↓↓↓

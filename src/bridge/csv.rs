//! Minimal RFC 4180 quoting for the tabular dump.
//!
//! Fields containing a comma, a double quote, CR or LF are wrapped in
//! double quotes with inner quotes doubled.  Everything else is written
//! bare.  A quoted field may span lines.

use std::fmt::Write;

use crate::errors::{LakError, Result};

/// Append one record (with trailing newline) to `out`.
pub fn write_record(out: &mut String, fields: &[&str]) {
    for (i, field) in fields.iter().enumerate() {
        if i > 0 {
            out.push(',');
        }
        if needs_quotes(field) {
            let _ = write!(out, "\"{}\"", field.replace('"', "\"\""));
        } else {
            out.push_str(field);
        }
    }
    out.push('\n');
}

fn needs_quotes(field: &str) -> bool {
    field.contains([',', '"', '\r', '\n'])
}

/// `true` when `text` ends inside a quoted field, i.e. the record
/// continues on the next line.
///
/// Escaped quotes come in pairs, so the parity of the quote count is
/// enough.
pub fn is_unterminated(text: &str) -> bool {
    text.chars().filter(|&c| c == '"').count() % 2 == 1
}

/// Split one complete record into its fields.
pub fn parse_record(record: &str) -> Result<Vec<String>> {
    let mut fields = Vec::new();
    let mut field = String::new();
    let mut chars = record.chars().peekable();
    let mut in_quotes = false;
    let mut was_quoted = false;

    while let Some(c) = chars.next() {
        if in_quotes {
            match c {
                '"' if chars.peek() == Some(&'"') => {
                    field.push('"');
                    chars.next();
                }
                '"' => in_quotes = false,
                other => field.push(other),
            }
            continue;
        }

        match c {
            ',' => {
                fields.push(std::mem::take(&mut field));
                was_quoted = false;
            }
            '"' if field.is_empty() && !was_quoted => {
                in_quotes = true;
                was_quoted = true;
            }
            '"' => {
                return Err(LakError::Format(format!(
                    "stray quote in record: {}",
                    abbreviate(record)
                )));
            }
            _ if was_quoted => {
                return Err(LakError::Format(format!(
                    "text after closing quote in record: {}",
                    abbreviate(record)
                )));
            }
            other => field.push(other),
        }
    }

    if in_quotes {
        return Err(LakError::Format(format!(
            "unterminated quoted field in record: {}",
            abbreviate(record)
        )));
    }

    fields.push(field);
    Ok(fields)
}

/// Error messages must not echo a whole row: it may hold a secret.
fn abbreviate(record: &str) -> String {
    let head: String = record.chars().take(12).collect();
    format!("{head}…")
}
//! Sessions and scoped transactions over the shared dataset.
//!
//! A `VaultStore` owns exactly one in-memory SQLite connection.  Every
//! operation borrows it through a short-lived `Session` (a lock guard),
//! and anything that writes runs inside a `QueryContext`: commit when the
//! closure returns `Ok`, roll back when it returns `Err`.  Both are
//! released when they go out of scope, on every exit path.

use std::ops::Deref;
use std::sync::{Mutex, MutexGuard, PoisonError};

use rusqlite::{Connection, Transaction};

use crate::errors::Result;

/// The state guarded by the store's mutex.
struct Dataset {
    conn: Connection,
    /// Set by successful mutations, cleared by `mark_persisted`.
    dirty: bool,
}

/// Process-local shared handle to one dataset.
pub(crate) struct SharedDataset {
    inner: Mutex<Dataset>,
}

impl SharedDataset {
    pub(crate) fn new(conn: Connection) -> Self {
        Self {
            inner: Mutex::new(Dataset { conn, dirty: false }),
        }
    }

    /// Acquire a session.
    ///
    /// A panic while a session was held leaves the mutex poisoned, but the
    /// open transaction was rolled back during unwinding, so the dataset
    /// itself is consistent and the guard can be reclaimed.
    pub(crate) fn session(&self) -> Session<'_> {
        Session {
            state: self.inner.lock().unwrap_or_else(PoisonError::into_inner),
        }
    }
}

/// A borrowed, exclusive view of the dataset.  Never held across calls.
pub(crate) struct Session<'s> {
    state: MutexGuard<'s, Dataset>,
}

impl Session<'_> {
    /// Run `f` inside a transaction.
    ///
    /// On `Ok` every statement issued through the context commits
    /// together.  On `Err` the transaction is dropped, which rolls it back
    /// and leaves the dataset exactly as it was.
    pub(crate) fn querying<T>(
        &mut self,
        f: impl FnOnce(&QueryContext<'_>) -> Result<T>,
    ) -> Result<T> {
        let ctx = QueryContext {
            tx: self.state.conn.transaction()?,
        };
        let value = f(&ctx)?;
        ctx.commit()?;
        Ok(value)
    }

    /// Direct read access for statements that need no transaction.
    pub(crate) fn conn(&self) -> &Connection {
        &self.state.conn
    }

    pub(crate) fn mark_dirty(&mut self) {
        self.state.dirty = true;
    }

    pub(crate) fn mark_clean(&mut self) {
        self.state.dirty = false;
    }

    pub(crate) fn is_dirty(&self) -> bool {
        self.state.dirty
    }
}

/// One open transaction.  Derefs to the connection so statements can be
/// issued directly.
pub(crate) struct QueryContext<'c> {
    tx: Transaction<'c>,
}

impl QueryContext<'_> {
    fn commit(self) -> Result<()> {
        self.tx.commit()?;
        Ok(())
    }
}

impl Deref for QueryContext<'_> {
    type Target = Connection;

    fn deref(&self) -> &Connection {
        &self.tx
    }
}
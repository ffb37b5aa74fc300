//! CLI module — Clap argument parser, output helpers, and command implementations.

pub mod commands;
pub mod output;

use std::io::{self, IsTerminal, Read};
use std::path::{Path, PathBuf};

use clap::Parser;

use zeroize::Zeroizing;

use crate::config::Settings;
use crate::errors::{LakError, Result};
use crate::passgen::Charset;
use crate::vault::{open_vault, save_vault, Icon, VaultStore};

/// Minimum password length to prevent trivially weak passwords.
const MIN_PASSWORD_LEN: usize = 8;

/// Environment variable checked before prompting for the vault password.
pub const PASSWORD_ENV: &str = "LAK_PASSWORD";

/// Lock and Key: a local encrypted password vault.
#[derive(Parser)]
#[command(name = "lak", about = "Local encrypted password vault", version)]
pub struct Cli {
    #[command(subcommand)]
    pub command: Commands,

    /// Vault file (default: `vault_path` from lak.toml, else vault.lak)
    #[arg(long, global = true, env = "LAK_VAULT")]
    pub vault: Option<PathBuf>,
}

/// All available subcommands.
#[derive(clap::Subcommand)]
pub enum Commands {
    /// Create a new vault
    Init {
        /// Seed the vault from an unencrypted dataset file
        #[arg(long)]
        from: Option<PathBuf>,
    },

    /// Add an entry
    Add {
        /// Entry name (e.g. "Mail")
        name: String,
        #[arg(long)]
        login: Option<String>,
        #[arg(long)]
        website: Option<String>,
        /// Group id
        #[arg(long)]
        group: Option<i64>,
        /// Secret value (omit for prompt or piped stdin)
        #[arg(long, conflicts_with = "generate")]
        secret: Option<String>,
        /// Generate a random secret
        #[arg(long)]
        generate: bool,
    },

    /// Change an entry; fields left out keep their value
    Edit {
        /// Entry id
        id: i64,
        #[arg(long)]
        name: Option<String>,
        #[arg(long, conflicts_with = "generate")]
        secret: Option<String>,
        /// Replace the secret with a random one
        #[arg(long)]
        generate: bool,
        /// Login (pass "" to clear)
        #[arg(long)]
        login: Option<String>,
        /// Website (pass "" to clear)
        #[arg(long)]
        website: Option<String>,
        #[arg(long, conflicts_with = "no_group")]
        group: Option<i64>,
        /// Remove the entry from its group
        #[arg(long)]
        no_group: bool,
    },

    /// Show one entry
    Show {
        id: i64,
        /// Print the secret instead of a mask
        #[arg(long)]
        reveal: bool,
    },

    /// List entries
    List {
        /// Name glob, `*` for any run and `?` for one character
        #[arg(short, long)]
        filter: Option<String>,
        /// Only entries in this group
        #[arg(short, long)]
        group: Option<i64>,
        /// Print JSON instead of a table
        #[arg(long)]
        json: bool,
        /// Include secrets in the output
        #[arg(long)]
        reveal: bool,
    },

    /// Delete an entry
    Delete {
        id: i64,
        /// Skip confirmation prompt
        #[arg(short, long)]
        force: bool,
    },

    /// Manage groups
    Group {
        #[command(subcommand)]
        action: GroupAction,
    },

    /// Export the vault as plain CSV sections (secrets in clear text)
    Export {
        /// Destination file
        file: PathBuf,
    },

    /// Import CSV sections produced by `export`
    Import {
        /// Path to the file to import
        file: PathBuf,
    },

    /// Generate a random password and rate it
    Generate {
        #[arg(short, long)]
        length: Option<usize>,
        /// alphanumeric, full or urlsafe
        #[arg(short, long)]
        charset: Option<Charset>,
    },
}

/// Group subcommands.
#[derive(clap::Subcommand)]
pub enum GroupAction {
    /// Add a group
    Add {
        name: String,
        /// Icon: key, controller, database, domino, globe, mail, percent,
        /// person, terminal
        #[arg(long, default_value = "key")]
        icon: Icon,
    },

    /// Rename a group or change its icon
    Edit {
        id: i64,
        #[arg(long)]
        name: Option<String>,
        #[arg(long)]
        icon: Option<Icon>,
    },

    /// List groups
    List,

    /// Delete a group; its entries become ungrouped
    Delete {
        id: i64,
        /// Skip confirmation prompt
        #[arg(short, long)]
        force: bool,
    },
}

// ---------------------------------------------------------------------------
// Shared helpers used by multiple commands
// ---------------------------------------------------------------------------

/// Load `lak.toml` from the working directory.
pub fn settings() -> Result<Settings> {
    Settings::load(&std::env::current_dir()?)
}

/// The vault file this invocation works on.
pub fn vault_path(cli: &Cli, settings: &Settings) -> Result<PathBuf> {
    let cwd = std::env::current_dir()?;
    Ok(settings.vault_path(&cwd, cli.vault.as_deref()))
}

/// Get the vault password, trying in order:
/// 1. `LAK_PASSWORD` env var (scripts, tests)
/// 2. Interactive prompt
///
/// Returns `Zeroizing<String>` so the password is wiped from memory on drop.
pub fn prompt_password() -> Result<Zeroizing<String>> {
    if let Ok(pw) = std::env::var(PASSWORD_ENV) {
        if !pw.is_empty() {
            return Ok(Zeroizing::new(pw));
        }
    }

    let pw = dialoguer::Password::new()
        .with_prompt("Enter vault password")
        .interact()
        .map_err(|e| LakError::CommandFailed(format!("password prompt: {e}")))?;
    Ok(Zeroizing::new(pw))
}

/// Prompt for a new password with confirmation (used during `init`).
///
/// Also respects `LAK_PASSWORD` for scripted usage.
/// Enforces a minimum password length.
///
/// Returns `Zeroizing<String>` so the password is wiped from memory on drop.
pub fn prompt_new_password() -> Result<Zeroizing<String>> {
    if let Ok(pw) = std::env::var(PASSWORD_ENV) {
        if !pw.is_empty() {
            if pw.chars().count() < MIN_PASSWORD_LEN {
                return Err(LakError::CommandFailed(format!(
                    "password must be at least {MIN_PASSWORD_LEN} characters"
                )));
            }
            return Ok(Zeroizing::new(pw));
        }
    }

    loop {
        let password = dialoguer::Password::new()
            .with_prompt("Choose vault password")
            .with_confirmation(
                "Confirm vault password",
                "Passwords do not match, try again",
            )
            .interact()
            .map_err(|e| LakError::CommandFailed(format!("password prompt: {e}")))?;

        if password.chars().count() < MIN_PASSWORD_LEN {
            output::warning(&format!(
                "Password must be at least {MIN_PASSWORD_LEN} characters. Try again."
            ));
            continue;
        }

        return Ok(Zeroizing::new(password));
    }
}

/// Read a secret value from piped stdin, or prompt for it.
pub fn read_secret(label: &str) -> Result<Zeroizing<String>> {
    if !io::stdin().is_terminal() {
        let mut buf = String::new();
        io::stdin().read_to_string(&mut buf)?;
        return Ok(Zeroizing::new(buf.trim_end_matches(['\r', '\n']).to_string()));
    }

    let value = dialoguer::Password::new()
        .with_prompt(format!("Secret for {label}"))
        .interact()
        .map_err(|e| LakError::CommandFailed(format!("input prompt: {e}")))?;
    Ok(Zeroizing::new(value))
}

/// Ask before a destructive action.  `Ok(false)` means the user declined.
pub fn confirm(prompt: &str) -> Result<bool> {
    dialoguer::Confirm::new()
        .with_prompt(prompt)
        .default(false)
        .interact()
        .map_err(|e| LakError::CommandFailed(format!("confirm prompt: {e}")))
}

/// An opened vault together with what is needed to save it again.
pub struct Unlocked {
    pub path: PathBuf,
    pub store: VaultStore,
    password: Zeroizing<String>,
}

impl Unlocked {
    /// Resolve the vault path, ask for the password, and decrypt.
    pub fn open(cli: &Cli) -> Result<Self> {
        let settings = settings()?;
        let path = vault_path(cli, &settings)?;
        Self::open_at(&path)
    }

    pub fn open_at(path: &Path) -> Result<Self> {
        if !path.exists() {
            output::tip("Run `lak init` to create a vault.");
            return Err(LakError::NotFound(format!("Vault {}", path.display())));
        }
        let password = prompt_password()?;
        let store = open_vault(path, password.as_bytes())?;
        Ok(Self {
            path: path.to_path_buf(),
            store,
            password,
        })
    }

    /// Write the vault back only if something changed.  Returns whether a
    /// write happened.
    pub fn save_if_dirty(&self) -> Result<bool> {
        if !self.store.is_dirty() {
            return Ok(false);
        }
        save_vault(&self.path, self.password.as_bytes(), &self.store)?;
        Ok(true)
    }
}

↑↑↑

> What you have to do
Every line from the start of the listing through the line with "use std::fmt::Write;" should be reproduced exactly, and no other line.

> Reply
filename src/bridge/csv.rs
//! Minimal RFC 4180 quoting for the tabular dump.
//!
//! Fields containing a comma, a double quote, CR or LF are wrapped in
//! double quotes with inner quotes doubled.  Everything else is written
//! bare.  A quoted field may span lines.

use std::fmt::Write;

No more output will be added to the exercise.